O mercado financeiro tem o foco voltado para decisões de política monetária nos Estados Unidos e no Brasil nesta Super Quarta (17), nome dado ao dia em que a definição de juros de ambos os países ocorre na mesma quarta-feira, o que fez com que o Ibovespa (Ibov) fechasse no maior patamar de sua história.
No fechamento, o principal índice da Bolsa de Valores brasileira (B3) encerrou em alta de 1,06%, com 145.593,63 pontos.

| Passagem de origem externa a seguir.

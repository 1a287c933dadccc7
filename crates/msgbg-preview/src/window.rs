//! Minimal stand-in for the host's message window.
//!
//! Owns what the real framework owns (openness animation, text cursor,
//! line height) and calls the plugin at the same extension points.

use msgbg_common::Point;
use msgbg_core::{
    framework_pause_sign, AssetProvider, MessageBackground, MessageState, MessageWindowHooks,
    RenderState, TextState,
};

/// Openness change per frame
const OPEN_SPEED: u8 = 32;

#[derive(Debug, Clone, Copy, PartialEq, Eq)]
enum Animation {
    Idle,
    Opening,
    Closing,
}

pub struct PreviewWindow {
    hooks: MessageBackground,
    openness: u8,
    animation: Animation,
    text: TextState,
    line_height: i32,
}

impl PreviewWindow {
    pub fn new(hooks: MessageBackground) -> Self {
        let line_height = hooks.settings().layout.line_height;
        Self {
            hooks,
            openness: 0,
            animation: Animation::Idle,
            text: TextState::default(),
            line_height,
        }
    }

    pub fn openness(&self) -> u8 {
        self.openness
    }

    pub fn is_open(&self) -> bool {
        self.openness == u8::MAX
    }

    pub fn is_closed(&self) -> bool {
        self.openness == 0
    }

    pub fn render_state(&self) -> &RenderState {
        self.hooks.render_state()
    }

    /// Place the window for a new message and begin opening it
    pub fn start_message(&mut self, message: &MessageState, assets: &mut dyn AssetProvider) {
        self.hooks
            .update_placement(message, assets, &framework_pause_sign);
        self.new_page(message);
        self.animation = Animation::Opening;
    }

    /// True while the bound background picture has no size yet
    pub fn awaiting_picture(&self) -> bool {
        self.render_state()
            .background
            .image()
            .is_some_and(|image| !image.is_ready())
    }

    /// Reposition without restarting the message (e.g. picture finished
    /// loading, background changed)
    pub fn refresh_placement(&mut self, message: &MessageState, assets: &mut dyn AssetProvider) {
        self.hooks
            .update_placement(message, assets, &framework_pause_sign);
    }

    pub fn close(&mut self) {
        self.animation = Animation::Closing;
    }

    /// One frame of the open/close animation. Returns true while animating.
    pub fn update(&mut self) -> bool {
        match self.animation {
            Animation::Idle => return false,
            Animation::Opening => {
                self.openness = self.openness.saturating_add(OPEN_SPEED);
                if self.is_open() {
                    self.animation = Animation::Idle;
                }
            }
            Animation::Closing => {
                self.openness = self.openness.saturating_sub(OPEN_SPEED);
                if self.is_closed() {
                    self.animation = Animation::Idle;
                }
            }
        }
        self.hooks.update_background_dimmer(self.openness);
        true
    }

    pub fn new_page(&mut self, message: &MessageState) {
        self.text.start_x = self.hooks.new_line_x(message, 0);
        self.hooks.new_page(message, &mut self.text);
        self.text.height = self.line_height;
    }

    /// Lay out lines from the current cursor; returns each line's origin
    pub fn lay_out_lines(&mut self, message: &MessageState, lines: &[String]) -> Vec<Point> {
        let mut origins = Vec::with_capacity(lines.len());
        for (i, _line) in lines.iter().enumerate() {
            if i > 0 {
                self.text.x = self.hooks.new_line_x(message, 0);
                self.text.y += self.text.height;
            }
            origins.push(Point::new(self.text.x, self.text.y));
        }
        origins
    }
}

#[cfg(test)]
mod tests {
    use super::*;
    use std::sync::Arc;

    use msgbg_common::{BackgroundEntry, PluginConfig, Rect};
    use msgbg_core::{BackgroundMode, MemoryAssets, Settings};

    fn setup() -> (PreviewWindow, MessageState, MemoryAssets) {
        let config = PluginConfig {
            backgrounds: vec![BackgroundEntry::new("Alice", "alice_bg")],
            ..PluginConfig::default()
        };
        let mut assets = MemoryAssets::new();
        assets.insert_pending("alice_bg", 400, 300);
        let settings = Settings::boot(&config, &mut assets);
        let window = PreviewWindow::new(MessageBackground::new(Arc::clone(&settings)));

        let mut message = settings.new_message();
        message.set_speaker_name("Alice");
        message.set_background(BackgroundMode::Transparent);
        (window, message, assets)
    }

    #[test]
    fn test_opacity_tracks_open_and_close() {
        let (mut window, message, mut assets) = setup();
        window.start_message(&message, &mut assets);

        while window.update() {
            assert_eq!(window.render_state().background.opacity(), window.openness());
        }
        assert!(window.is_open());
        assert_eq!(window.render_state().background.opacity(), 255);

        window.close();
        while window.update() {
            assert_eq!(window.render_state().background.opacity(), window.openness());
        }
        assert!(window.is_closed());
        assert_eq!(window.render_state().background.opacity(), 0);
    }

    #[test]
    fn test_late_picture_corrects_on_refresh() {
        let (mut window, message, mut assets) = setup();
        window.start_message(&message, &mut assets);
        assert_eq!(window.render_state().bounds, Rect::new(408, 0, 0, 0));
        assert!(window.awaiting_picture());

        assets.mark_ready("alice_bg");
        window.refresh_placement(&message, &mut assets);
        assert!(!window.awaiting_picture());
        assert_eq!(window.render_state().bounds, Rect::new(208, 0, 400, 300));
        assert_eq!(window.render_state().pause_sign, Point::new(200, 276));
    }

    #[test]
    fn test_default_layout_never_awaits_picture() {
        let (mut window, mut message, mut assets) = setup();
        message.set_background(BackgroundMode::Window);
        window.start_message(&message, &mut assets);
        assert!(!window.awaiting_picture());
        assert_eq!(window.render_state().background.image(), None);
    }

    #[test]
    fn test_lines_start_at_offset() {
        let (mut window, message, mut assets) = setup();
        assets.mark_ready("alice_bg");
        window.start_message(&message, &mut assets);

        let lines = vec!["one".to_string(), "two".to_string(), "three".to_string()];
        let origins = window.lay_out_lines(&message, &lines);
        assert_eq!(
            origins,
            vec![Point::new(64, 64), Point::new(64, 100), Point::new(64, 136)]
        );
    }
}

Logo após a resposta do Federal Reserve (Fed, Banco Central dos EUA) sobre o que a maioria dos investidores já esperava, o primeiro corte de juros desde dezembro de 2024.
O Fed concluiu que os indicadores nos Estados Unidos, principalmente a inflação, estão mais controlados, reduzindo a taxa de juros do país em 0,25 ponto percentual (p.p.), para a faixa de 4% a 4,25% ao ano.

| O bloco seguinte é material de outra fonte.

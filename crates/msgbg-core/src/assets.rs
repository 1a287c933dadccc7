//! Asset provider seam
//!
//! The core never owns pictures. It asks an [`AssetProvider`] for a handle
//! and reads the pixel size off it. Loads are fire-and-forget: a handle may
//! come back 0×0 while the picture is still loading, and callers simply ask
//! again next frame.

use std::collections::HashMap;

/// Size information for a (possibly still loading) picture
#[derive(Debug, Clone, PartialEq, Eq, Hash)]
pub struct ImageHandle {
    /// Picture id as registered (file stem under `img/system`)
    pub id: String,
    pub width: u32,
    pub height: u32,
}

impl ImageHandle {
    pub fn new(id: &str, width: u32, height: u32) -> Self {
        Self {
            id: id.to_string(),
            width,
            height,
        }
    }

    /// Handle for a picture whose size isn't known yet
    pub fn pending(id: &str) -> Self {
        Self::new(id, 0, 0)
    }

    pub fn is_ready(&self) -> bool {
        self.width > 0 && self.height > 0
    }
}

/// Picture loader/cache provided by the host.
///
/// Both calls must be idempotent and must not block.
pub trait AssetProvider {
    /// Start loading a picture so it is warm by the time it is shown
    fn preload(&mut self, id: &str);

    /// Current handle for a picture, starting a load if needed.
    /// Returns 0×0 until the picture is ready.
    fn get(&mut self, id: &str) -> ImageHandle;
}

#[derive(Debug, Clone, Copy)]
struct MemoryImage {
    width: u32,
    height: u32,
    ready: bool,
}

/// In-memory asset provider.
///
/// Pictures are registered with their final size; `insert_pending` holds
/// one back as 0×0 until `mark_ready` is called, which is how a slow load
/// looks from the core's side.
#[derive(Debug, Default)]
pub struct MemoryAssets {
    images: HashMap<String, MemoryImage>,
    /// Every preload request, in order
    preloads: Vec<String>,
    /// Number of `get` calls served
    gets: usize,
}

impl MemoryAssets {
    pub fn new() -> Self {
        Self::default()
    }

    /// Register a picture that is ready immediately
    pub fn insert(&mut self, id: &str, width: u32, height: u32) {
        self.images.insert(
            id.to_string(),
            MemoryImage {
                width,
                height,
                ready: true,
            },
        );
    }

    /// Register a picture that reports 0×0 until `mark_ready`
    pub fn insert_pending(&mut self, id: &str, width: u32, height: u32) {
        self.images.insert(
            id.to_string(),
            MemoryImage {
                width,
                height,
                ready: false,
            },
        );
    }

    /// Finish loading a pending picture
    pub fn mark_ready(&mut self, id: &str) {
        if let Some(image) = self.images.get_mut(id) {
            image.ready = true;
        }
    }

    pub fn preload_requests(&self) -> &[String] {
        &self.preloads
    }

    pub fn get_count(&self) -> usize {
        self.gets
    }
}

impl AssetProvider for MemoryAssets {
    fn preload(&mut self, id: &str) {
        self.preloads.push(id.to_string());
    }

    fn get(&mut self, id: &str) -> ImageHandle {
        self.gets += 1;
        match self.images.get(id) {
            Some(image) if image.ready => ImageHandle::new(id, image.width, image.height),
            _ => ImageHandle::pending(id),
        }
    }
}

O único voto contrário ao corte foi do presidente do Conselho de Assessores Econômicos dos EUA, Stephen Miran, que optou por uma redução de 0,5 p.p., ficando entre 3,75% e 4% ao ano.

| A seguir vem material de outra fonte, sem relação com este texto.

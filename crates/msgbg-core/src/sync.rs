//! Render-state synchronizer
//!
//! Sole writer of the message box's presentation state: bounds, the
//! background sprite, and the pause sign position. The window framework
//! reads [`RenderState`] every frame.
//!
//! Within one placement pass the update order is fixed:
//!   1. bounds
//!   2. background sprite picture
//!   3. pause sign offset (after the framework's own placement)
//! so no frame shows new bounds with a stale picture.

use msgbg_common::{OffsetConfig, Point, Rect};

use crate::assets::{AssetProvider, ImageHandle};
use crate::geometry::GeometryResolver;
use crate::message::MessageState;

/// Sprite drawn behind the window contents
#[derive(Debug, Clone, Default, PartialEq, Eq)]
pub struct BackgroundSprite {
    image: Option<ImageHandle>,
    opacity: u8,
}

impl BackgroundSprite {
    pub fn image(&self) -> Option<&ImageHandle> {
        self.image.as_ref()
    }

    /// Tracks the window's openness (0 closed, 255 open)
    pub fn opacity(&self) -> u8 {
        self.opacity
    }
}

/// Everything the window framework needs to draw the box
#[derive(Debug, Clone, Default, PartialEq, Eq)]
pub struct RenderState {
    pub bounds: Rect,
    pub background: BackgroundSprite,
    /// Pause sign position, window-local
    pub pause_sign: Point,
}

/// The framework's own pause sign placement: bottom center of the window
pub fn framework_pause_sign(bounds: &Rect) -> Point {
    Point::new(bounds.width / 2, bounds.height)
}

#[derive(Debug, Clone)]
pub struct RenderStateSynchronizer {
    resolver: GeometryResolver,
    offsets: OffsetConfig,
    state: RenderState,
}

impl RenderStateSynchronizer {
    pub fn new(resolver: GeometryResolver, offsets: OffsetConfig) -> Self {
        let state = RenderState {
            bounds: resolver.default_bounds(),
            ..RenderState::default()
        };
        Self {
            resolver,
            offsets,
            state,
        }
    }

    pub fn state(&self) -> &RenderState {
        &self.state
    }

    /// Refresh bounds, background picture and pause sign for `message`.
    ///
    /// `default_pause_sign` is the framework's placement for the new bounds;
    /// the configured offset is added on top of it.
    pub fn apply_placement(
        &mut self,
        message: &MessageState,
        assets: &mut dyn AssetProvider,
        default_pause_sign: &dyn Fn(&Rect) -> Point,
    ) -> &RenderState {
        let placement = self.resolver.resolve_bounds(message, assets);

        if placement.bounds != self.state.bounds {
            tracing::debug!(
                "Message box bounds {:?} -> {:?}",
                self.state.bounds,
                placement.bounds
            );
        }
        self.state.bounds = placement.bounds;

        if placement.image.as_ref().map(|i| &i.id) != self.state.background.image.as_ref().map(|i| &i.id) {
            match &placement.image {
                Some(image) => tracing::debug!("Binding background picture '{}'", image.id),
                None => tracing::debug!("Unbinding background picture"),
            }
        }
        self.state.background.image = placement.image;

        let base = default_pause_sign(&self.state.bounds);
        self.refresh_pause_sign(message, base);

        &self.state
    }

    /// Apply the pause sign offset to the framework's placement.
    /// Leaves the default untouched unless the custom background is active.
    pub fn refresh_pause_sign(&mut self, message: &MessageState, default: Point) -> Point {
        let position = if message.uses_custom_background() {
            default.offset(self.offsets.pause_sign_x, self.offsets.pause_sign_y)
        } else {
            default
        };
        self.state.pause_sign = position;
        position
    }

    /// Follow the window's open/close animation
    pub fn update_openness(&mut self, openness: u8) {
        self.state.background.opacity = openness;
    }
}

#[cfg(test)]
mod tests {
    use super::*;
    use std::sync::Arc;

    use crate::assets::MemoryAssets;
    use crate::message::BackgroundMode;
    use crate::registry::BackgroundRegistry;
    use msgbg_common::{BackgroundEntry, LayoutConfig, ScreenSize};

    fn setup() -> (RenderStateSynchronizer, MessageState, MemoryAssets) {
        let registry = BackgroundRegistry::from_entries(&[BackgroundEntry::new("Alice", "alice_bg")]);
        let mut message = MessageState::new(Arc::new(registry));
        message.set_speaker_name("Alice");
        message.set_background(BackgroundMode::Transparent);

        let mut assets = MemoryAssets::new();
        assets.insert("alice_bg", 400, 300);

        let resolver = GeometryResolver::new(ScreenSize::new(816, 624), &LayoutConfig::default());
        let sync = RenderStateSynchronizer::new(resolver, OffsetConfig::default());
        (sync, message, assets)
    }

    #[test]
    fn test_custom_placement_binds_picture_and_offsets_pause_sign() {
        let (mut sync, message, mut assets) = setup();
        let state = sync.apply_placement(&message, &mut assets, &framework_pause_sign).clone();

        assert_eq!(state.bounds, Rect::new(208, 0, 400, 300));
        assert_eq!(state.background.image(), Some(&ImageHandle::new("alice_bg", 400, 300)));
        // bottom center (200, 300) + (0, -24)
        assert_eq!(state.pause_sign, Point::new(200, 276));
    }

    #[test]
    fn test_reverting_to_default_unbinds_picture() {
        let (mut sync, mut message, mut assets) = setup();
        sync.apply_placement(&message, &mut assets, &framework_pause_sign);

        message.set_background(BackgroundMode::Window);
        let state = sync.apply_placement(&message, &mut assets, &framework_pause_sign);
        assert_eq!(state.bounds, Rect::new(0, 0, 816, 176));
        assert!(state.background.image().is_none());
        assert_eq!(state.pause_sign, Point::new(408, 176));
    }

    #[test]
    fn test_apply_placement_is_idempotent() {
        let (mut sync, message, mut assets) = setup();
        sync.update_openness(128);
        let first = sync.apply_placement(&message, &mut assets, &framework_pause_sign).clone();
        let second = sync.apply_placement(&message, &mut assets, &framework_pause_sign).clone();
        assert_eq!(first, second);
    }

    #[test]
    fn test_opacity_follows_openness() {
        let (mut sync, message, mut assets) = setup();
        sync.apply_placement(&message, &mut assets, &framework_pause_sign);
        for openness in (0..=255u8).step_by(32).chain([255, 224, 0]) {
            sync.update_openness(openness);
            assert_eq!(sync.state().background.opacity(), openness);
        }
    }

    #[test]
    fn test_placement_keeps_opacity() {
        let (mut sync, message, mut assets) = setup();
        sync.update_openness(96);
        sync.apply_placement(&message, &mut assets, &framework_pause_sign);
        assert_eq!(sync.state().background.opacity(), 96);
    }

    #[test]
    fn test_pause_sign_untouched_without_custom_background() {
        let (mut sync, mut message, _) = setup();
        message.set_speaker_name("Nobody");
        let p = sync.refresh_pause_sign(&message, Point::new(10, 20));
        assert_eq!(p, Point::new(10, 20));
    }
}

Fed projeta mais cortes em 2025
Para 2025, o Fed também divulgou a estimativa de mais dois cortes até o final do ano, expectativa criada pelos seus líderes. As reduções ocorreriam nas duas reuniões restantes, uma no fim de outubro e outra na primeira quinzena de dezembro.
Entre os apoiadores dos novos cortes está o presidente do país, Donald Trump, que vinha pressionando os integrantes do BC norte-americano há meses, chegando a tentar a demissão da diretora da instituição, Lisa Cook.
A proposta chegou à Justiça, que optou por suspender a decisão. No entanto, o episódio gerou preocupação no mercado financeiro, sendo interpretado como um ataque de Trump à independência do Fed.
Super Quarta: Copom anuncia decisão
Fechando a Super Quarta, o Comitê de Política Monetária (Copom) divulgou a decisão unânime de manter a taxa básica de juros (Selic) estável, atualmente em 15% ao ano. “Os riscos para a inflação, tanto de alta quanto de baixa, seguem mais elevados do que o usual”, afirmam.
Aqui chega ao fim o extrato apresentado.